Posted: Jul 11, 2021 11:19 GMT
A scientific analysis revealed that all raw food samples contained multi-resistant enterococci.
Antibiotic resistant bacteria, known as superbugs and considered by the World Health Organization as one of the greatest dangers to international public health.
A group of researchers from the University of Porto (Portugal) analyzed 55 samples of canine food from 25 brands —Available nationally and internationally—, including 14 samples of frozen raw food, and it turned out that 30 samples (54%) contained the bacteria Enterococci, which can live in human intestines without causing harm, but pose danger to other parts of the body.

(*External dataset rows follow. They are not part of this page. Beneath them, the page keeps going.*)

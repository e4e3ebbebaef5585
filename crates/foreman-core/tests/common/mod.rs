//! Shared harness for integration tests: a scripted agent backend, a local
//! git origin standing in for GitHub, a stub `gh` CLI, and a scratch store.

#![allow(dead_code)]

use std::collections::VecDeque;
use std::path::Path;
use std::process::Command;
use std::sync::atomic::{AtomicUsize, Ordering};
use std::sync::{Arc, Mutex};
use std::time::Duration;

use anyhow::Result;
use async_trait::async_trait;
use tokio::sync::{mpsc, watch};

use foreman_core::agent::{
    AgentBackend, AgentExit, AgentIo, AgentSpawn, OutputChunk, OutputStream,
};
use foreman_core::config::Config;
use foreman_core::db::Db;
use foreman_core::git::WorktreeManager;
use foreman_core::memory::MemoryStore;
use foreman_core::runner::RunnerContext;
use foreman_core::stream::JobStreamManager;
use foreman_core::types::{new_job, AgentJob, JobType};

// ── Scripted backend ─────────────────────────────────────────────────────

type RunCallback = Box<dyn Fn(&AgentSpawn) + Send + Sync>;

pub struct ScriptedRun {
    pub stdout: Vec<String>,
    pub exit_code: i32,
    pub on_run: Option<RunCallback>,
}

impl ScriptedRun {
    pub fn ok(lines: &[&str]) -> Self {
        Self {
            stdout: lines.iter().map(|s| s.to_string()).collect(),
            exit_code: 0,
            on_run: None,
        }
    }

    pub fn failing(exit_code: i32) -> Self {
        Self {
            stdout: vec![],
            exit_code,
            on_run: None,
        }
    }

    pub fn with_callback(mut self, cb: impl Fn(&AgentSpawn) + Send + Sync + 'static) -> Self {
        self.on_run = Some(Box::new(cb));
        self
    }
}

/// AgentBackend that replays a queue of scripted runs instead of spawning a
/// subprocess. Each run can mutate the worktree through its callback.
pub struct ScriptedBackend {
    runs: Mutex<VecDeque<ScriptedRun>>,
    pub invocations: AtomicUsize,
    pub delay: Duration,
}

impl ScriptedBackend {
    pub fn new(runs: Vec<ScriptedRun>) -> Self {
        Self {
            runs: Mutex::new(runs.into()),
            invocations: AtomicUsize::new(0),
            delay: Duration::from_millis(0),
        }
    }

    pub fn with_delay(mut self, delay: Duration) -> Self {
        self.delay = delay;
        self
    }

    pub fn invocation_count(&self) -> usize {
        self.invocations.load(Ordering::SeqCst)
    }
}

#[async_trait]
impl AgentBackend for ScriptedBackend {
    async fn run(&self, spawn: AgentSpawn, io: AgentIo) -> Result<AgentExit> {
        self.invocations.fetch_add(1, Ordering::SeqCst);
        let run = self
            .runs
            .lock()
            .unwrap_or_else(|e| e.into_inner())
            .pop_front()
            .unwrap_or_else(|| ScriptedRun::ok(&[]));

        if let Some(cb) = &run.on_run {
            cb(&spawn);
        }
        for line in &run.stdout {
            let _ = io.output_tx.send(OutputChunk {
                stream: OutputStream::Stdout,
                text: line.clone(),
            });
        }
        if !self.delay.is_zero() {
            tokio::time::sleep(self.delay).await;
        }
        let cancelled = *io.cancel_rx.borrow();
        Ok(AgentExit {
            exit_code: run.exit_code,
            stdout: run.stdout.join("\n"),
            cancelled,
        })
    }

    async fn health_check(&self) -> Result<String> {
        Ok("scripted".to_string())
    }
}

// ── Git fixtures ─────────────────────────────────────────────────────────

fn sh(dir: &Path, program: &str, args: &[&str]) {
    let status = Command::new(program)
        .args(args)
        .current_dir(dir)
        .status()
        .unwrap_or_else(|e| panic!("spawn {program} {args:?}: {e}"));
    assert!(status.success(), "{program} {args:?} failed in {dir:?}");
}

fn set_git_identity() {
    std::env::set_var("GIT_AUTHOR_NAME", "Test");
    std::env::set_var("GIT_AUTHOR_EMAIL", "test@example.com");
    std::env::set_var("GIT_COMMITTER_NAME", "Test");
    std::env::set_var("GIT_COMMITTER_EMAIL", "test@example.com");
}

/// Create a bare origin with one commit on main; returns its path.
fn init_origin(root: &Path) -> String {
    set_git_identity();
    let seed = root.join("seed");
    std::fs::create_dir_all(&seed).unwrap();
    sh(&seed, "git", &["init", "-b", "main"]);
    std::fs::write(seed.join("README.md"), "# demo\n").unwrap();
    sh(&seed, "git", &["add", "-A"]);
    sh(&seed, "git", &["commit", "-m", "initial commit"]);

    let origin = root.join("origin.git");
    sh(root, "git", &["clone", "--bare", "seed", "origin.git"]);
    origin.to_string_lossy().into_owned()
}

/// Stub `gh` that answers `pr create` and `pr view`.
fn write_stub_gh(root: &Path) -> String {
    use std::os::unix::fs::PermissionsExt;
    let path = root.join("gh-stub");
    std::fs::write(
        &path,
        r#"#!/bin/sh
case "$1 $2" in
  "pr create") echo "https://github.com/acme/demo/pull/1" ;;
  "pr view") echo '{"number":1,"url":"https://github.com/acme/demo/pull/1","title":"stub pr"}' ;;
  *) exit 1 ;;
esac
"#,
    )
    .unwrap();
    let mut perms = std::fs::metadata(&path).unwrap().permissions();
    perms.set_mode(0o755);
    std::fs::set_permissions(&path, perms).unwrap();
    path.to_string_lossy().into_owned()
}

/// Commit a file in the given worktree (what the real agent would do).
pub fn commit_file(workdir: &str, filename: &str, message: &str) {
    set_git_identity();
    let dir = Path::new(workdir);
    std::fs::write(dir.join(filename), format!("content for {filename}\n")).unwrap();
    sh(dir, "git", &["add", "-A"]);
    sh(dir, "git", &["commit", "-m", message]);
}

/// Flip one story to passes: true inside the worktree's prd.json.
pub fn pass_story(workdir: &str, story_id: i64) {
    let path = Path::new(workdir).join("prd.json");
    let content = std::fs::read_to_string(&path).unwrap();
    let mut prd: serde_json::Value = serde_json::from_str(&content).unwrap();
    for story in prd["stories"].as_array_mut().unwrap() {
        if story["id"].as_i64() == Some(story_id) {
            story["passes"] = serde_json::Value::Bool(true);
        }
    }
    std::fs::write(&path, serde_json::to_string_pretty(&prd).unwrap()).unwrap();
}

// ── Harness ──────────────────────────────────────────────────────────────

pub struct Harness {
    pub tmp: tempfile::TempDir,
    pub db: Arc<Db>,
    pub ctx: Arc<RunnerContext>,
    pub backend: Arc<ScriptedBackend>,
    pub client_id: i64,
    pub repo_id: i64,
    pub nudge_rx: mpsc::UnboundedReceiver<()>,
}

pub fn harness(backend: ScriptedBackend) -> Harness {
    let tmp = tempfile::tempdir().unwrap();
    let root = tmp.path();
    let origin = init_origin(root);
    let gh_bin = write_stub_gh(root);

    let db = Arc::new(Db::open_in_memory().unwrap());
    db.migrate().unwrap();
    let client_id = db.insert_client("acme").unwrap();
    let repo_id = db
        .insert_repository_with_url(client_id, "acme", "demo", "main", &origin)
        .unwrap();

    let config = Arc::new(Config {
        machine_id: "test-machine".to_string(),
        repos_dir: root.join("repos").to_string_lossy().into_owned(),
        worktrees_dir: root.join("worktrees").to_string_lossy().into_owned(),
        gh_bin,
        feedback_timeout_s: 5,
        ..Config::default()
    });

    let backend = Arc::new(backend);
    let (nudge_tx, nudge_rx) = mpsc::unbounded_channel();
    let ctx = Arc::new(RunnerContext {
        db: Arc::clone(&db),
        config: Arc::clone(&config),
        worktrees: Arc::new(WorktreeManager::new(&config)),
        backend: Arc::clone(&backend) as Arc<dyn AgentBackend>,
        streams: JobStreamManager::new(),
        memory: Arc::new(MemoryStore::new()),
        nudge_tx,
    });

    Harness {
        tmp,
        db,
        ctx,
        backend,
        client_id,
        repo_id,
        nudge_rx,
    }
}

impl Harness {
    /// Insert a queued job bound to the harness repo.
    pub fn enqueue(&self, job_type: JobType, customize: impl FnOnce(&mut AgentJob)) -> i64 {
        let mut job = new_job(self.client_id, job_type, "test-machine");
        job.repository_id = Some(self.repo_id);
        customize(&mut job);
        self.db.insert_job(&job).unwrap()
    }

    /// Claim a job the way the queue does and run it through the dispatcher.
    pub async fn dispatch(&self, job_id: i64) {
        assert!(self.db.mark_job_running(job_id).unwrap());
        let job = self.db.get_job(job_id).unwrap().unwrap();
        let (_cancel_tx, cancel_rx) = watch::channel(false);
        foreman_core::runner::dispatch(Arc::clone(&self.ctx), job, cancel_rx, None)
            .await
            .unwrap();
    }
}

More than 40% of these bacteria were resistant to a wide range of antibiotics, such as erythromycin, tetracycline, gentamicin or ciprofloxacin. 23% of the enterococci were resistant to the linezolidA last resort antibiotic used in severe cases when all others have failed.

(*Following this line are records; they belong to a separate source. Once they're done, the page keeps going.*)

use std::sync::Arc;

use axum::{
    extract::{Request, State},
    http::StatusCode,
    middleware::Next,
    response::{IntoResponse, Response},
    Json,
};
use serde_json::json;

use crate::AppState;

/// Bearer-token check applied to every non-health route.
pub(crate) async fn bearer_auth(
    State(state): State<Arc<AppState>>,
    req: Request,
    next: Next,
) -> Response {
    let authorized = req
        .headers()
        .get(axum::http::header::AUTHORIZATION)
        .and_then(|v| v.to_str().ok())
        .and_then(|v| v.strip_prefix("Bearer "))
        .map(|token| token == state.ctx.config.auth_token)
        .unwrap_or(false);

    if !authorized {
        return (
            StatusCode::UNAUTHORIZED,
            Json(json!({ "error": "missing or invalid bearer token" })),
        )
            .into_response();
    }
    next.run(req).await
}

Multiresistant enterococci were discovered in all samples of raw food and only in three of non-raw food.
A genetic analysis revealed that some of these multi-resistant bacteria are identical to those discovered in patients hospitable in the UK, Germany and the Netherlands. Identical bacteria have also been found in farm animals and sewage water in the United Kingdom.
In their study, cited in EurekAlert and to be presented at this year’s European Congress of Clinical Microbiology and Infectious Diseases, the researchers warn about the “threat to international public health” which involves the transmission of superbugs found in dog food to humans through the handling of food or dog excrement.
The researchers call on European regulators to raise awareness of the problem and recommend that dog owners always wash their hands with soap after handling dog food or picking up their droppings.
Drug-resistant infections are the cause of some 700,000 deaths annually in the world and the UN warns that the figure could reach 10 million by 2050.